### WHAT IS BEING ASKED:
Look over the entries below. Report how many lines hold the word "expire", and only that.

Records drawn from a dataset:
★ ★ ★ ★ ★
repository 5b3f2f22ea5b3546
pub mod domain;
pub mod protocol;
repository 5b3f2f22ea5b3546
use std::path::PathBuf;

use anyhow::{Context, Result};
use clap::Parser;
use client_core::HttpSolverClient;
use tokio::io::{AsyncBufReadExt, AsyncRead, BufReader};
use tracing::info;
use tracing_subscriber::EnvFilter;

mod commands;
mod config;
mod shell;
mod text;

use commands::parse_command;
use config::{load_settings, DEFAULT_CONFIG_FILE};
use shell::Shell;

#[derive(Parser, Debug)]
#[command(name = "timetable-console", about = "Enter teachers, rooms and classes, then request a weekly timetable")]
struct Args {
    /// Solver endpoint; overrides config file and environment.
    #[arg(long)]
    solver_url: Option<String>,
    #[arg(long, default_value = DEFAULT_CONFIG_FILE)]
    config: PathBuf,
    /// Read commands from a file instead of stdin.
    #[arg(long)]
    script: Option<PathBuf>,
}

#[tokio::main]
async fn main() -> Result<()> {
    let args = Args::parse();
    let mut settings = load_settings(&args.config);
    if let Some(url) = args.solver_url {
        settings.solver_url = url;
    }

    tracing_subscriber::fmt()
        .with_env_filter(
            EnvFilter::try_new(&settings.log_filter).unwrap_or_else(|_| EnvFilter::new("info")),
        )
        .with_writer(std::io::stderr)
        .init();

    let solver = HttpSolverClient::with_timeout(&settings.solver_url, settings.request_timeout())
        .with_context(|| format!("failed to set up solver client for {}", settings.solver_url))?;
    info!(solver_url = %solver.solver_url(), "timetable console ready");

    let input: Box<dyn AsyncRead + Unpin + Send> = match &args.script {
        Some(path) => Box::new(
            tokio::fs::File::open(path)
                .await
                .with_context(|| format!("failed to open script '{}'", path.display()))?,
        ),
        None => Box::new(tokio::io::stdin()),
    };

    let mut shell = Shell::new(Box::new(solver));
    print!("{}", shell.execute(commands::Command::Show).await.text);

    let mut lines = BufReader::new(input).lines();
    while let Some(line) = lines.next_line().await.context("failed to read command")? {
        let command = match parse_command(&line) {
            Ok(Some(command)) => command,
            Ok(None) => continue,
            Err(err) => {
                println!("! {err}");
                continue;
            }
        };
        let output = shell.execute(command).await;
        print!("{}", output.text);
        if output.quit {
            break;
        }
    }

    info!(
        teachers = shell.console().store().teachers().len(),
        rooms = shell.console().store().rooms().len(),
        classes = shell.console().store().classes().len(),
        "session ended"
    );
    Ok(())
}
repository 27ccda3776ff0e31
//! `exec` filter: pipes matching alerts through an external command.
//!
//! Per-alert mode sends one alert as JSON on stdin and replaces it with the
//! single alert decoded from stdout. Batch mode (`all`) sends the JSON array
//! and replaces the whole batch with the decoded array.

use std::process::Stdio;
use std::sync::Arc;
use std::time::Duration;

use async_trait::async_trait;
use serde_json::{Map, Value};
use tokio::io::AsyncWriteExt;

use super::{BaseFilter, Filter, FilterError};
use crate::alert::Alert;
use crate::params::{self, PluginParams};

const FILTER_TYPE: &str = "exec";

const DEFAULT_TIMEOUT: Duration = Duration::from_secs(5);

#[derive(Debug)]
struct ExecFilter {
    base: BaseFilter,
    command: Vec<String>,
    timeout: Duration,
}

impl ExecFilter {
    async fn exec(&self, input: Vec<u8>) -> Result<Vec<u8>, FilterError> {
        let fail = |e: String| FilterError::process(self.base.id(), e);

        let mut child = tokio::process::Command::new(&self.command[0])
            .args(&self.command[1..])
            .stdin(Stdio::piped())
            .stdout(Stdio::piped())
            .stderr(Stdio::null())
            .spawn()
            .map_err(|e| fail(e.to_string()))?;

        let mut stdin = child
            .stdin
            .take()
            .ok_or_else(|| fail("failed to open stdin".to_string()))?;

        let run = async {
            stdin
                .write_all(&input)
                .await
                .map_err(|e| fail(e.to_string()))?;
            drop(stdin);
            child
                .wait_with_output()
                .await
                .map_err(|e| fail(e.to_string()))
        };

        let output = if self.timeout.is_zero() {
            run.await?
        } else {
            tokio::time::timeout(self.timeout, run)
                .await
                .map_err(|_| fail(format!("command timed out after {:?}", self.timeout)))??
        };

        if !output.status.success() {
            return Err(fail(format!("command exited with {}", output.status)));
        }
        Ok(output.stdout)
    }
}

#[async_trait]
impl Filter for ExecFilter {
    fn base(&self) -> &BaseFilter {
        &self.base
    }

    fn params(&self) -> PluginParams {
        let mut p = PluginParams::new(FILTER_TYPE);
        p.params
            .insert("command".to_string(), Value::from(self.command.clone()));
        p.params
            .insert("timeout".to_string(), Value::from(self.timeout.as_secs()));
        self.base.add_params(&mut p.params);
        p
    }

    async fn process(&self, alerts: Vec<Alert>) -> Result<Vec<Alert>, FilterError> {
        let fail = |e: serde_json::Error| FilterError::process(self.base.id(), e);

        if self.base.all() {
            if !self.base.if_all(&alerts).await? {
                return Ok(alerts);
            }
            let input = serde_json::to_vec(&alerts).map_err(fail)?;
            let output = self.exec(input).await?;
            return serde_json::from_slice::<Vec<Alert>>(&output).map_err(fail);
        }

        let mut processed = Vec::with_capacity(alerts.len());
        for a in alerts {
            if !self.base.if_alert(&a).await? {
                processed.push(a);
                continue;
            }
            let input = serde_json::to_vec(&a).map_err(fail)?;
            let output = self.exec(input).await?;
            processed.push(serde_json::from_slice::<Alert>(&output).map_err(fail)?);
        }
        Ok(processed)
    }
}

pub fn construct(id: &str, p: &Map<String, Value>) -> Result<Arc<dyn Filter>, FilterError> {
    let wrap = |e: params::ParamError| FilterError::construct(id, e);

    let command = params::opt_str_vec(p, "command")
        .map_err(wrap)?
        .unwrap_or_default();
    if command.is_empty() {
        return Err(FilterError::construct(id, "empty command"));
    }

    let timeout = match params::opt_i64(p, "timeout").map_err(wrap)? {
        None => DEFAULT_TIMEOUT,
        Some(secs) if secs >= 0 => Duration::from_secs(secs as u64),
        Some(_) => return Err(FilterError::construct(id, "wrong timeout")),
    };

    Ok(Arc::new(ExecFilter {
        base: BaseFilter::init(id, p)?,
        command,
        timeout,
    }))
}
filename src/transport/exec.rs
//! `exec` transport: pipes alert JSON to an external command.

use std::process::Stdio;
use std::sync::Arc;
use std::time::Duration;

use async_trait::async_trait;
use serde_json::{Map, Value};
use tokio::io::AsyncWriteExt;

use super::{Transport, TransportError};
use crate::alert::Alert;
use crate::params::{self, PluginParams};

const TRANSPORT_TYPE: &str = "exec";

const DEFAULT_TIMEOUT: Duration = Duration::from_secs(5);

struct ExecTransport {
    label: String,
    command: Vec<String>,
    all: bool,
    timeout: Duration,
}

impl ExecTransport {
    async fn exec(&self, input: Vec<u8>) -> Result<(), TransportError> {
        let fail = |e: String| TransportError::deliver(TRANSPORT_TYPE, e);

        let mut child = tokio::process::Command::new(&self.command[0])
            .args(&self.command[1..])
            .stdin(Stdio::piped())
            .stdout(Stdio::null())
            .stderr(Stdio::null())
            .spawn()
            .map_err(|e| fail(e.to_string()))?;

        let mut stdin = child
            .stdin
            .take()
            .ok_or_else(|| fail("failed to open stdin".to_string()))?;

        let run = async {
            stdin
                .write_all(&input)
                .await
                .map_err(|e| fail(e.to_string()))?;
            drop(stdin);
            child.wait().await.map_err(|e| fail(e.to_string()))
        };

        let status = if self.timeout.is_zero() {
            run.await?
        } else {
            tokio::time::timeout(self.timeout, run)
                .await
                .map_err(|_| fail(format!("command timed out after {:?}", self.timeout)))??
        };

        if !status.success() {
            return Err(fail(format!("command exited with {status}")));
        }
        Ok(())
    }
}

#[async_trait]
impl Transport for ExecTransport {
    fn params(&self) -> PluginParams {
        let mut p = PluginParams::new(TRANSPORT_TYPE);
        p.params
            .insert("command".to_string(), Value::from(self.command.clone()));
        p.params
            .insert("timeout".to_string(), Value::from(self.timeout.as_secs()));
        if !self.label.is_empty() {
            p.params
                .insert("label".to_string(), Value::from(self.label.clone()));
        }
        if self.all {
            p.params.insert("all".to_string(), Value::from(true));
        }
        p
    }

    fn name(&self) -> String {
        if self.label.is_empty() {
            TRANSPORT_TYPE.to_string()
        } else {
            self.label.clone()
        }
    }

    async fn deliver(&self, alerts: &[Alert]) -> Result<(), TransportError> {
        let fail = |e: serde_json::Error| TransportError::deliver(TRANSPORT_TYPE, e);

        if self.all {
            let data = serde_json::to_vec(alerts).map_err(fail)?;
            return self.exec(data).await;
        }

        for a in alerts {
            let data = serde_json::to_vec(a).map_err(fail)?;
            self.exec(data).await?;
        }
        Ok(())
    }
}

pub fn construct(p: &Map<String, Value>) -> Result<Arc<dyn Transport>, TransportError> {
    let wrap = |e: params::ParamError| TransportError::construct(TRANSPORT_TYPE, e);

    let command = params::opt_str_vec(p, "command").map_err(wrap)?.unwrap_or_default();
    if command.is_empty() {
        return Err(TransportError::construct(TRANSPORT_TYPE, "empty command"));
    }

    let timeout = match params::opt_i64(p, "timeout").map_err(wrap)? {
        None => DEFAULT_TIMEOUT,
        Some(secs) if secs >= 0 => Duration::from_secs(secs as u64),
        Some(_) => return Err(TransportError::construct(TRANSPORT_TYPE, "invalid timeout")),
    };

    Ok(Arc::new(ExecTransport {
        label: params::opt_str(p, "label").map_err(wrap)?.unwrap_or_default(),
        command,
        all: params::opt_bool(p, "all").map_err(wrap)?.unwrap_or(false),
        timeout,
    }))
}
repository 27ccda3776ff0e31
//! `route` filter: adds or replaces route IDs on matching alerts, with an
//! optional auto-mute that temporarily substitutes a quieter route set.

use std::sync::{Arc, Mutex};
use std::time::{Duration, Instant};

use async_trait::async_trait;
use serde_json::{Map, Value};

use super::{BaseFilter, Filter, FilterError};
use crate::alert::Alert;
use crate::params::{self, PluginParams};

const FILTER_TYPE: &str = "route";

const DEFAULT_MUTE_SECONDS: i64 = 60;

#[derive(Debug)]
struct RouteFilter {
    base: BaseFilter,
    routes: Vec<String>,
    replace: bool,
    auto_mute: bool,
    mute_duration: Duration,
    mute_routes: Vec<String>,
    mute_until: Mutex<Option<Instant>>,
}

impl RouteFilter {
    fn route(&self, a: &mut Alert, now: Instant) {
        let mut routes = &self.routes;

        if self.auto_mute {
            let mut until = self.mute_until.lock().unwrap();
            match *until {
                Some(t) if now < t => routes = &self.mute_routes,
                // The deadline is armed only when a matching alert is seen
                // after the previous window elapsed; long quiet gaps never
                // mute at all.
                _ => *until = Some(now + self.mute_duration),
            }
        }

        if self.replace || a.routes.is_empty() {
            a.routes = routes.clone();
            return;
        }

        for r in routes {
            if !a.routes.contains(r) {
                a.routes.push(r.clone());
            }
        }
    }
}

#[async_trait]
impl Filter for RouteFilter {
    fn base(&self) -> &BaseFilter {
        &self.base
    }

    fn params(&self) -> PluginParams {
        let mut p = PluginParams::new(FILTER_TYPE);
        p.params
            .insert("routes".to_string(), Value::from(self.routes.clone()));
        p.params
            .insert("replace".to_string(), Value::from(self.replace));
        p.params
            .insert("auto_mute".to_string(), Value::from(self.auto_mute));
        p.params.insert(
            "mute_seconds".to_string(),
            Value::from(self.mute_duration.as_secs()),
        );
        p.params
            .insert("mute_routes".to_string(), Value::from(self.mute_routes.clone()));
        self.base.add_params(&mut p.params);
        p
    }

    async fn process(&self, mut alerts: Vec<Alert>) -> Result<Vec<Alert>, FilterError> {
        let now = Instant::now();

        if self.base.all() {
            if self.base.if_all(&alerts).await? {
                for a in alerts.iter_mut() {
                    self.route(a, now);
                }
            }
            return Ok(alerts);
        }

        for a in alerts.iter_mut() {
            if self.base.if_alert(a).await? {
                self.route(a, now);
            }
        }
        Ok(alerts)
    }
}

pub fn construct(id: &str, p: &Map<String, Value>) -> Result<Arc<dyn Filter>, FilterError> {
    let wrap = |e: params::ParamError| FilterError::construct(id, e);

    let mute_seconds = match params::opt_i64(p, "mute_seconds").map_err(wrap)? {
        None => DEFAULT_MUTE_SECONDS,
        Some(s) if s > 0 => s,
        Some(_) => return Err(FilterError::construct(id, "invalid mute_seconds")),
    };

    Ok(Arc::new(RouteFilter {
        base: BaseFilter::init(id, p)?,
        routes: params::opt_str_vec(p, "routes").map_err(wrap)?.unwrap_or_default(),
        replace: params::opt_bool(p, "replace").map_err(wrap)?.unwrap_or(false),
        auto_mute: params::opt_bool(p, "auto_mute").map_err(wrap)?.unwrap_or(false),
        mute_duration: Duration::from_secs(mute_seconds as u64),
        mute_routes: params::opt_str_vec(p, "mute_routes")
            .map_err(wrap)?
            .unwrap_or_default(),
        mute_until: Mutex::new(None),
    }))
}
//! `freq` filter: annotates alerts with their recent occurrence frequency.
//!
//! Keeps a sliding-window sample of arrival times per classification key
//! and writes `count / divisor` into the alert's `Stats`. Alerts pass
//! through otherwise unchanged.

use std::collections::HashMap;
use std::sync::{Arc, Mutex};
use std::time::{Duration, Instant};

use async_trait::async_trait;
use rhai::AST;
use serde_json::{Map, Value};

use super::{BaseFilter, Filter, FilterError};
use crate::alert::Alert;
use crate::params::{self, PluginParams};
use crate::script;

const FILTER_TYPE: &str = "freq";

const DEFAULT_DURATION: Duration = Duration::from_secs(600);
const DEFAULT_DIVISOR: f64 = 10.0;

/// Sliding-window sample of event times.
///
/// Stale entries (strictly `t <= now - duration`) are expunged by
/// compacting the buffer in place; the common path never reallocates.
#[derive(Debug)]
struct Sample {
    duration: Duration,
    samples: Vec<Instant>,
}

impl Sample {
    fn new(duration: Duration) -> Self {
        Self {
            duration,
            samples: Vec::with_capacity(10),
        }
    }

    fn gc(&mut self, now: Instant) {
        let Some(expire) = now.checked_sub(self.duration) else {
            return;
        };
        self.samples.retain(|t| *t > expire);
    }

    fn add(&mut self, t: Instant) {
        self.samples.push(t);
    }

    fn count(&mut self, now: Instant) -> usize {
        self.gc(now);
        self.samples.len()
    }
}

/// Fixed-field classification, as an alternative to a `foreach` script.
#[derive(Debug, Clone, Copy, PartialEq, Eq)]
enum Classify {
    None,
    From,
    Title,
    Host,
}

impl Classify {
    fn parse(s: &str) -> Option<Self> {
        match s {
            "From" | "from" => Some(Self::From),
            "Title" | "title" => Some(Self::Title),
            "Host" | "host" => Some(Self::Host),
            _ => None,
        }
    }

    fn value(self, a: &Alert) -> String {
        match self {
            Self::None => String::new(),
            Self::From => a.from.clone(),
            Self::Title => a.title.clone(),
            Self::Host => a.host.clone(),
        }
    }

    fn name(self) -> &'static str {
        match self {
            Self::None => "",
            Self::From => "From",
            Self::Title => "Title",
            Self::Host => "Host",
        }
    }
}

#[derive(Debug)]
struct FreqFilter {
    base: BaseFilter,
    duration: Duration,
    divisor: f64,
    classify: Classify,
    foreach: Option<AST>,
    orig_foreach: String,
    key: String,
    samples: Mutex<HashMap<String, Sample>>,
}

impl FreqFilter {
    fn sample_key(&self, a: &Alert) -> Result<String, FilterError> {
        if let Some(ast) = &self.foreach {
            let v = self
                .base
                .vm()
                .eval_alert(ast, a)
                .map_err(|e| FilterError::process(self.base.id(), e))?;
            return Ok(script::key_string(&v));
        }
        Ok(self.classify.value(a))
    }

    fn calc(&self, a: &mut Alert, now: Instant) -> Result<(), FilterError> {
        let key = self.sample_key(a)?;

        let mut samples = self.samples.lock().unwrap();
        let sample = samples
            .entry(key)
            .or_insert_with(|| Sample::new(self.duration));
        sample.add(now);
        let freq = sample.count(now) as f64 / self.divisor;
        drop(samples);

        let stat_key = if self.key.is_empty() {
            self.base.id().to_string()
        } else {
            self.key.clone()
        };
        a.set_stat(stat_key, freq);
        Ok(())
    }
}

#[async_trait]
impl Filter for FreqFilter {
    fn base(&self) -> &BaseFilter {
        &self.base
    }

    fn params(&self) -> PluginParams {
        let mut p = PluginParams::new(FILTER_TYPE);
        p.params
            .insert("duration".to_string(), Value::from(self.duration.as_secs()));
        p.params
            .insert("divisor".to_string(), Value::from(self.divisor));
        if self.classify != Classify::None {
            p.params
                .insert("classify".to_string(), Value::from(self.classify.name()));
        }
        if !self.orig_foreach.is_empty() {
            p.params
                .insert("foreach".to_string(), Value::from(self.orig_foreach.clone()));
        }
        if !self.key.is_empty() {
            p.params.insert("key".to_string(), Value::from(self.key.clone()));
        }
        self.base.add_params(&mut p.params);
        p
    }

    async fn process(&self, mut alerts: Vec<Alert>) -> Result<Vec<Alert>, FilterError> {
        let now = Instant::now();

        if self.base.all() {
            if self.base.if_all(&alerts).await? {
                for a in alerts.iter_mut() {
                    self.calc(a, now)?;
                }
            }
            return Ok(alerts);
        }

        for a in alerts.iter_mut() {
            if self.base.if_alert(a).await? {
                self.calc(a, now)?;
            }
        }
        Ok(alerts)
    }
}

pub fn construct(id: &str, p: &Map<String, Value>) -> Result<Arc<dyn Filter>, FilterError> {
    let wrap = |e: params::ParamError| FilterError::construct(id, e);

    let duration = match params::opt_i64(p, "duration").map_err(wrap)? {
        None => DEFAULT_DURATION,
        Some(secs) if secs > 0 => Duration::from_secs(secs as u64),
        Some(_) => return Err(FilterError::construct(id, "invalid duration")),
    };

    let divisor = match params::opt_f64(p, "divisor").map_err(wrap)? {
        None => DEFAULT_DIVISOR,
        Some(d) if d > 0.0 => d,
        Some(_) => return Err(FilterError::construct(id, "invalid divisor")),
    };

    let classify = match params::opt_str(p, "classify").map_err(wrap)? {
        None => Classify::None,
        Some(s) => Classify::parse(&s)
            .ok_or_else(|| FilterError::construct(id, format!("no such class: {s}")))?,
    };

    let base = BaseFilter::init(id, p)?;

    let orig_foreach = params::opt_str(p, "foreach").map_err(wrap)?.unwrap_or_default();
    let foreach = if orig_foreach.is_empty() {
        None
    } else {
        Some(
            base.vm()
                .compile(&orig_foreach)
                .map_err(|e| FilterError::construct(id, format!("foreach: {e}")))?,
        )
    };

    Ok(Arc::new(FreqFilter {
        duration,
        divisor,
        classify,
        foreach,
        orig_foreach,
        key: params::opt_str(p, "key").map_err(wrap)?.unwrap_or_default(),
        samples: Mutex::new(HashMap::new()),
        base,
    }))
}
★ ★ ★ ★ ★
### WORKED SOLUTION:
2